Ladies of the Jury is a 1932 American pre-Code comedy film directed by Lowell Sherman and written by Marion Dix, Edward Salisbury Field and Eddie Welch based on the 1929 play of the same name by John Frederick Ballard. The film stars Edna May Oliver, Jill Esmond, Ken Murray, Roscoe Ates and Kitty Kelly. It was released on February 5, 1932 by RKO Pictures.

==Plot==
Middle-aged Mrs. Livingston Baldwin Crane is selected to serve on a jury for the murder trial of French ex-showgirl Yvette Gordon, who is accused of killing her rich, much older husband. The prosecutor calls only two witnesses, a doctor and Mrs. Gordon's maid, Evelyn Snow. Snow testifies that after she found Mrs. Gordon kneeling beside the body of her husband holding the gun, her employer offered to pay her to attest that Mr. Gordon committed suicide. Mrs. Gordon claims that Snow had demanded money to tell the police that story. On the witness stand, Mrs. Gordon claims that she had gone away for a week but returned to her angry, suspicious husband who threatened her with a gun. She states that they struggled and the gun fired accidentally. During the testimony, Mrs. Crane asks several questions of the witnesses, which annoys judge Henry Fish. She discovers that Snow was recommended to Mrs. Gordon by Chauncey Gordon, Mr. Crane's nephew, sole relative and heir.

When the jury retires to consider a verdict, Mrs. Crane casts the sole not guilty vote. When asked why, she replies, "Woman's intuition." After much deliberation, the count is ten to two in favor of acquittal. During the deliberations, Mrs. Crane illegally passes a note to her maid Suzanne instructing her to hire a detective agency to investigate further.
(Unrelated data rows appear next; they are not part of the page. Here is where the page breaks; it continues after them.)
//! CLI entry point for mx_daq
//!
//! Runs one beamline procedure against the simulated devices and prints every
//! emitted event as a JSON line:
//! - `center`: beam centering over the configured axes
//! - `collect`: a shutter-synchronised rotation collection
//! - `energy`: a monochromator energy change with threshold settle
//! - `config`: print the resolved configuration
//!
//! # Usage
//!
//! ```bash
//! mx_daq center --axis slit1_h --axis slit1_v
//! mx_daq collect --images 100 --exposure 0.1 --increment 0.1 --shutterless
//! mx_daq energy 12.66
//! ```

use anyhow::{Context, Result};
use clap::{Parser, Subcommand};
use mx_daq::config::BeamlineConfig;
use mx_daq::error::DaqError;
use mx_daq::events::{BeamlineEvent, EventBus};
use mx_daq::hardware::simulated::SimulatedBeamline;
use mx_daq::logging;
use mx_daq::procedures::acquisition::AcquisitionSequencer;
use mx_daq::procedures::centering::{CenteringOrchestrator, CenteringStatus, ScanParameters};
use mx_daq::procedures::lease::BeamLease;
use mx_daq::procedures::plan::AcquisitionPlan;
use std::path::PathBuf;
use std::process::ExitCode;
use std::sync::Arc;
use std::time::Duration;
use tokio::sync::broadcast::error::RecvError;
use tokio::task::JoinHandle;

#[derive(Parser)]
#[command(name = "mx_daq")]
#[command(about = "MX beamline sequencing against simulated hardware", long_about = None)]
struct Cli {
    /// Beamline configuration file
    #[arg(long, default_value = "config/beamline.toml")]
    config: PathBuf,

    #[command(subcommand)]
    command: Commands,
}

#[derive(Subcommand)]
enum Commands {
    /// Centre the beam on the configured axes
    Center {
        /// Axes to centre (default: all configured axes)
        #[arg(long = "axis")]
        axes: Vec<String>,

        /// Step for every axis (default: the per-axis configured step)
        #[arg(long)]
        step: Option<f64>,

        /// Sweep half-width for every axis (default: the configured distance)
        #[arg(long)]
        distance: Option<f64>,

        /// Sweep the whole travel range instead of a distance
        #[arg(long)]
        full_path: bool,

        /// Cancel after this many seconds
        #[arg(long)]
        cancel_after: Option<f64>,
    },

    /// Collect a rotation dataset
    Collect {
        #[arg(long, default_value_t = 0.0)]
        start: f64,

        #[arg(long, default_value_t = 0.1)]
        increment: f64,

        #[arg(long, default_value_t = 100)]
        images: u32,

        /// Exposure per frame in seconds
        #[arg(long, default_value_t = 0.1)]
        exposure: f64,

        #[arg(long)]
        shutterless: bool,

        /// Change to this energy (keV) first
        #[arg(long)]
        energy: Option<f64>,

        /// Frames per wedge
        #[arg(long)]
        wedge_size: Option<u32>,

        /// Overlap between wedges in degrees
        #[arg(long, default_value_t = 0.0)]
        overlap: f64,

        #[arg(long, default_value = "/tmp/mx_daq")]
        directory: PathBuf,

        #[arg(long, default_value = "test_1_%05d.cbf")]
        template: String,

        /// Stop the collection after this many seconds
        #[arg(long)]
        stop_after: Option<f64>,
    },

    /// Change the beam energy
    Energy {
        /// Target energy in keV
        kev: f64,

        /// Return without waiting for the threshold to settle
        #[arg(long)]
        no_wait: bool,
    },

    /// Print the resolved configuration
    Config,
}

#[tokio::main]
async fn main() -> ExitCode {
    match run(Cli::parse()).await {
        Ok(()) => ExitCode::SUCCESS,
        Err(e) => {
            eprintln!("Error: {e:#}");
            let rejected = e
                .downcast_ref::<DaqError>()
                .is_some_and(DaqError::is_rejection);
            if rejected {
                eprintln!("Request rejected before any hardware command was sent");
                ExitCode::from(2)
            } else {
                ExitCode::FAILURE
            }
        }
    }
}

async fn run(cli: Cli) -> Result<()> {
    let config = BeamlineConfig::load_from(&cli.config)
        .with_context(|| format!("loading {}", cli.config.display()))?;
    config.validate()?;
    logging::init_from_config(&config)?;

    let events = EventBus::default();
    let printer = print_events(&events);
    let beamline = SimulatedBeamline::from_config(&config);
    let lease = BeamLease::new();

    let result = match cli.command {
        Commands::Center {
            axes,
            step,
            distance,
            full_path,
            cancel_after,
        } => {
            let orchestrator = CenteringOrchestrator::new(
                &config,
                beamline.centering_devices(),
                events.clone(),
                lease,
            )?;
            let plan = centering_plan(&orchestrator, &axes, step, distance, full_path);
            run_centering(&orchestrator, plan, cancel_after).await
        }
        Commands::Collect {
            start,
            increment,
            images,
            exposure,
            shutterless,
            energy,
            wedge_size,
            overlap,
            directory,
            template,
            stop_after,
        } => {
            let coordinator = Arc::new(beamline.energy_coordinator(&config, events.clone())?);
            let sequencer = Arc::new(AcquisitionSequencer::new(
                &config,
                beamline.acquisition_devices(),
                Some(coordinator),
                events.clone(),
                lease,
            ));
            let mut plan = AcquisitionPlan::new(start, increment, images, exposure, shutterless)
                .with_files(directory, template);
            if let Some(kev) = energy {
                plan = plan.with_energy(kev);
            }
            if let Some(size) = wedge_size {
                plan = plan.with_wedges(size, overlap);
            }
            run_collection(sequencer, plan, stop_after).await
        }
        Commands::Energy { kev, no_wait } => {
            let coordinator = beamline.energy_coordinator(&config, events.clone())?;
            coordinator.set_energy(kev, !no_wait).await?;
            let (min, max) = coordinator.energy_limits().await?;
            println!(
                "Energy {:.4} keV, wavelength {:.4} Å (range {min:.3}..{max:.3} keV)",
                coordinator.current_energy().await?,
                coordinator.current_wavelength().await?
            );
            Ok(())
        }
        Commands::Config => {
            println!("{}", toml::to_string_pretty(&config)?);
            Ok(())
        }
    };

    // Give the printer a chance to drain what is buffered.
    tokio::time::sleep(Duration::from_millis(50)).await;
    printer.abort();
    result
}

fn centering_plan(
    orchestrator: &CenteringOrchestrator,
    axes: &[String],
    step: Option<f64>,
    distance: Option<f64>,
    full_path: bool,
) -> Vec<ScanParameters> {
    orchestrator
        .defaults()
        .into_iter()
        .map(|defaults| ScanParameters {
            enabled: axes.is_empty() || axes.contains(&defaults.axis),
            distance: if full_path { None } else { distance.or(defaults.distance) },
            step: step.or(defaults.step),
            full_path,
            axis: defaults.axis,
        })
        .collect()
}

async fn run_centering(
    orchestrator: &CenteringOrchestrator,
    plan: Vec<ScanParameters>,
    cancel_after: Option<f64>,
) -> Result<()> {
    orchestrator.start(plan)?;
    if let Some(seconds) = cancel_after {
        tokio::select! {
            _ = orchestrator.wait_until_done() => {}
            _ = tokio::time::sleep(Duration::from_secs_f64(seconds)) => orchestrator.cancel().await?,
        }
    }

    match orchestrator.wait_until_done().await {
        CenteringStatus::Failed(message) => anyhow::bail!("centering failed: {message}"),
        status => {
            println!("Centering ended: {status:?}");
            for (axis, position) in orchestrator.last_centred_positions() {
                println!("  {axis}: {position:.4}");
            }
            Ok(())
        }
    }
}

async fn run_collection(
    sequencer: Arc<AcquisitionSequencer>,
    plan: AcquisitionPlan,
    stop_after: Option<f64>,
) -> Result<()> {
    let stopper = stop_after.map(|seconds| {
        let sequencer = sequencer.clone();
        tokio::spawn(async move {
            tokio::time::sleep(Duration::from_secs_f64(seconds)).await;
            sequencer.stop_collect().await
        })
    });

    let result = sequencer.collect(plan).await;
    if let Some(stopper) = stopper {
        if matches!(result, Err(DaqError::Cancelled)) {
            // Collect has already waited for the safing; this picks up its outcome.
            match stopper.await {
                Ok(Err(e)) => tracing::error!(error = %e, "Stop finished with errors"),
                Err(e) => tracing::error!(error = %e, "Stop task failed"),
                Ok(Ok(())) => {}
            }
        } else {
            // The timer has not fired, or the stop found nothing to claim.
            stopper.abort();
        }
    }
    let report = result?;
    println!("{}", serde_json::to_string_pretty(&report)?);
    Ok(())
}

/// Print every event as a timestamped JSON line until aborted.
fn print_events(events: &EventBus) -> JoinHandle<()> {
    let mut rx = events.subscribe();
    tokio::spawn(async move {
        loop {
            match rx.recv().await {
                Ok(event) => print_event(&event),
                Err(RecvError::Lagged(skipped)) => {
                    tracing::warn!(skipped, "Event printer lagging");
                }
                Err(RecvError::Closed) => break,
            }
        }
    })
}

fn print_event(event: &BeamlineEvent) {
    let line = serde_json::json!({
        "time": chrono::Utc::now().to_rfc3339(),
        "payload": event,
    });
    println!("{line}");
}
When Mrs. Crane overhears jurors debating whether to switch their votes back to guilty, she recommends that they reenact the death scene. In the Gordon mansion, Chauncey Gordon refuses to pay Snow any more money until after Mrs. Gordon is found guilty. When they see the jury approaching, Snow hides Chauncey in a secret compartment. However, the jurors find him in the secret compartment by chance. A telegram arrives stating that the detective agency has discovered that Chauncey paid Snow $10,000. As a result, the jury finds Mrs. Gordon not guilty.

==Cast==
- Edna May Oliver as Mrs. Livingston Baldwin Crane
- Jill Esmond as Mrs. Yvette Gordon
- Ken Murray as Spencer B. Dazy
- Roscoe Ates as Andrew MacKaig
- Kitty Kelly as Mayme Mixter
- Cora Witherspoon as Lily Pratt
- Robert McWade as Judge Henry Fish
- Helene Millard as Miss Evelyn Elaine Snow
- Kate Price as Mrs. McGuire
- Guinn "Big Boy" Williams as Steve Bromm (uncredited)

==Reception==
In a contemporary review for The New York Times, critic Mordaunt Hall praised Edna May Oliver's "most amusing performance" and stated that "she is a clever enough player to deserve even a better story. But this film has a number of really funny lines and creditable portrayals are given by those in the supporting cast."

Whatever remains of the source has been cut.